Theatre brings us together to face the beautiful, complicated, painful and at times overwhelming experience of being alive.

So, as a playwright, I am baffled and frustrated, at the oft-repeated idea that the climate crisis is not a good topic for theatre; it’s too big, too far away.

It’s everywhere, now, happening to all of us.

It’s a failure of our craft if we can’t tell compelling stories about this great crisis of our time.

Audiences worry that such plays could be preachy, or depressing. I get that. But it’s the job of playwrights to make sure we tell stories that need telling in a way that’s gripping, moving, and thought provoking.

We need to get better at facing these issues. I was helped to do that by the remarkable young people from California’s Pepperdine University Theatre Department when I started developing our new Edinburgh Fringe play, no one is coming to save us.

They are the generation who have grown up with a rapidly accelerating cycle of extreme and worsening climate events. It’s their present and future. The play was shaped by the experiences they shared.

Josh Wilson told us of the terrifying wildfire that threatened his town and destroyed the flora and fauna across an entire mountain.

Zoe O’Donnell endured the great freeze that paralysed Texas.

Gabby Montejo survived a near-unprecedented typhoon which devastated her community in the Philippines.

Alex Negrila witnessed how sea temperature rises have devastated the once-vast ancient coral beds off the Dominican Republic.

There were many more. Even just hearing and acknowledging these stories felt like a powerful act.

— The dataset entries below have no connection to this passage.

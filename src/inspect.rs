//! Control-plane dump inspection
//!
//! Loads wire objects from JSON, either a single object or an array as
//! returned by a list call, and converts them to their API form.

use crate::convert::{self, Converted};
use crate::error::{ConvertError, Result};
use crate::wire::{self, WireObject};
use serde::de::DeserializeOwned;
use serde::Serialize;
use std::fmt;
use std::path::Path;
use std::str::FromStr;
use tracing::debug;

/// Kind of object held in a dump
#[derive(Debug, Clone, Copy, PartialEq, Eq)]
pub enum ObjectKind {
    Network,
    Service,
    Node,
    Task,
    Secret,
    Config,
}

impl FromStr for ObjectKind {
    type Err = ConvertError;

    fn from_str(s: &str) -> Result<Self> {
        match s.to_ascii_lowercase().as_str() {
            "network" | "networks" => Ok(Self::Network),
            "service" | "services" => Ok(Self::Service),
            "node" | "nodes" => Ok(Self::Node),
            "task" | "tasks" => Ok(Self::Task),
            "secret" | "secrets" => Ok(Self::Secret),
            "config" | "configs" => Ok(Self::Config),
            _ => Err(ConvertError::UnknownKind(s.to_string())),
        }
    }
}

impl fmt::Display for ObjectKind {
    fn fmt(&self, f: &mut fmt::Formatter<'_>) -> fmt::Result {
        let name = match self {
            Self::Network => "network",
            Self::Service => "service",
            Self::Node => "node",
            Self::Task => "task",
            Self::Secret => "secret",
            Self::Config => "config",
        };
        write!(f, "{}", name)
    }
}

/// Convert a JSON dump of wire objects of the given kind
///
/// Malformed JSON fails the whole call; objects that parse but fail
/// conversion are reported in the result's failures.
pub fn convert_json(kind: ObjectKind, input: &str) -> Result<Converted<serde_json::Value>> {
    match kind {
        ObjectKind::Network => {
            convert_dump::<wire::Network, _, _>(input, convert::network_from_grpc)
        }
        ObjectKind::Service => {
            convert_dump::<wire::Service, _, _>(input, convert::service_from_grpc)
        }
        ObjectKind::Node => convert_dump::<wire::Node, _, _>(input, convert::node_from_grpc),
        ObjectKind::Task => convert_dump::<wire::Task, _, _>(input, convert::task_from_grpc),
        ObjectKind::Secret => convert_dump::<wire::Secret, _, _>(input, convert::secret_from_grpc),
        ObjectKind::Config => convert_dump::<wire::Config, _, _>(input, convert::config_from_grpc),
    }
}

/// Read and convert a dump file
pub fn inspect_file(kind: ObjectKind, path: &Path) -> Result<Converted<serde_json::Value>> {
    debug!("Inspecting {} dump {:?}", kind, path);
    let input = std::fs::read_to_string(path)?;
    convert_json(kind, &input)
}

fn convert_dump<W, D, F>(input: &str, convert: F) -> Result<Converted<serde_json::Value>>
where
    W: WireObject + DeserializeOwned,
    D: Serialize,
    F: Fn(&W) -> Result<D>,
{
    let value: serde_json::Value = serde_json::from_str(input)?;
    let objects: Vec<W> = match value {
        serde_json::Value::Array(_) => serde_json::from_value(value)?,
        other => vec![serde_json::from_value(other)?],
    };
    debug!("Loaded {} objects", objects.len());

    let converted = convert::convert_all(&objects, convert);
    let mut values = Converted {
        items: Vec::with_capacity(converted.items.len()),
        failures: converted.failures,
    };
    for item in &converted.items {
        values.items.push(serde_json::to_value(item)?);
    }
    Ok(values)
}
//! Network messages

use super::common::{Annotations, Driver, Meta};
use serde::{Deserialize, Serialize};
use std::collections::HashMap;

/// Address family of an IPAM pool
#[derive(Debug, Clone, Copy, Default, PartialEq, Eq, Serialize, Deserialize)]
#[serde(rename_all = "SCREAMING_SNAKE_CASE")]
pub enum AddressFamily {
    #[default]
    Unknown,
    Ipv4,
    Ipv6,
}

/// A single IPAM pool
#[derive(Debug, Clone, Default, PartialEq, Eq, Serialize, Deserialize)]
#[serde(default)]
pub struct IpamConfig {
    pub family: AddressFamily,
    pub subnet: String,
    pub range: String,
    pub gateway: String,
    /// Addresses reserved by the network driver, keyed by host name
    pub reserved: HashMap<String, String>,
}

/// IPAM driver and pool configuration
#[derive(Debug, Clone, Default, PartialEq, Eq, Serialize, Deserialize)]
#[serde(default)]
pub struct IpamOptions {
    pub driver: Option<Driver>,
    pub configs: Vec<IpamConfig>,
}

/// Source of a config-only network
#[derive(Debug, Clone, PartialEq, Eq, Serialize, Deserialize)]
#[serde(rename_all = "lowercase")]
pub enum NetworkConfigFrom {
    Network(String),
}

/// User-settable part of a network
#[derive(Debug, Clone, Default, PartialEq, Eq, Serialize, Deserialize)]
#[serde(default, rename_all = "camelCase")]
pub struct NetworkSpec {
    pub annotations: Annotations,
    pub driver_config: Option<Driver>,
    pub ipv6_enabled: bool,
    pub internal: bool,
    pub ipam: Option<IpamOptions>,
    pub attachable: bool,
    pub ingress: bool,
    pub config_from: Option<NetworkConfigFrom>,
}

impl NetworkSpec {
    /// Name of the network this one takes its configuration from
    pub fn config_from_network(&self) -> Option<&str> {
        match &self.config_from {
            Some(NetworkConfigFrom::Network(name)) => Some(name.as_str()),
            None => None,
        }
    }
}

/// Network object as stored by the manager
#[derive(Debug, Clone, Default, PartialEq, Eq, Serialize, Deserialize)]
#[serde(default, rename_all = "camelCase")]
pub struct Network {
    pub id: String,
    pub meta: Meta,
    pub spec: NetworkSpec,
    /// Driver name and options actually in use, filled in by the allocator
    pub driver_state: Option<Driver>,
    /// Allocated IPAM state
    pub ipam: Option<IpamOptions>,
}

/// Network reference inside a service or task spec
#[derive(Debug, Clone, Default, PartialEq, Eq, Serialize, Deserialize)]
#[serde(default, rename_all = "camelCase")]
pub struct NetworkAttachmentConfig {
    pub target: String,
    pub aliases: Vec<String>,
    pub driver_attachment_opts: HashMap<String, String>,
}

/// Network attached to a running task
#[derive(Debug, Clone, Default, PartialEq, Eq, Serialize, Deserialize)]
#[serde(default)]
pub struct NetworkAttachment {
    pub network: Option<Network>,
    pub addresses: Vec<String>,
    pub aliases: Vec<String>,
}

It is not the job of theatre to spell out the answers. It’s the job of theatre to shine a light into places we might not want to look at and spark curiosity about the paths humanity might choose to walk in the future.

One of the students’ big concerns is that too many ordinary people, businesses and politicians are not listening, let alone taking action. The cultural sector also needs to wake up and smell the wildfires.

There’s a lot of navel-gazing and hand-wringing from arts organisations but we need to start doing. We need to boldly and creatively put these stories on our stages, in our galleries, on our screens.

As one student put it: “We need to stop putting the accountability on somebody else or saying it's the next generation’s job. If we keep saying that, at one point, there won’t be a next generation.”

The students have been an inspiration to work with. Thoughtful, concerned, yet hopeful and energetic, even though they have experienced more destructive changes than there have been for millennia.

Theatre is uniquely placed to deal with these knotty problems. We sit together in the dark, feel together, think together, listen together, and perhaps start to imagine how we might live together in the future.

The aim is to create a sense of urgency and an awareness our own potency in demanding change, to challenge society’s mass denial.

We all know the monster is lurking but we’ve locked it in the basement.

It’s time to face the monster and work out, as a society, what we do about it.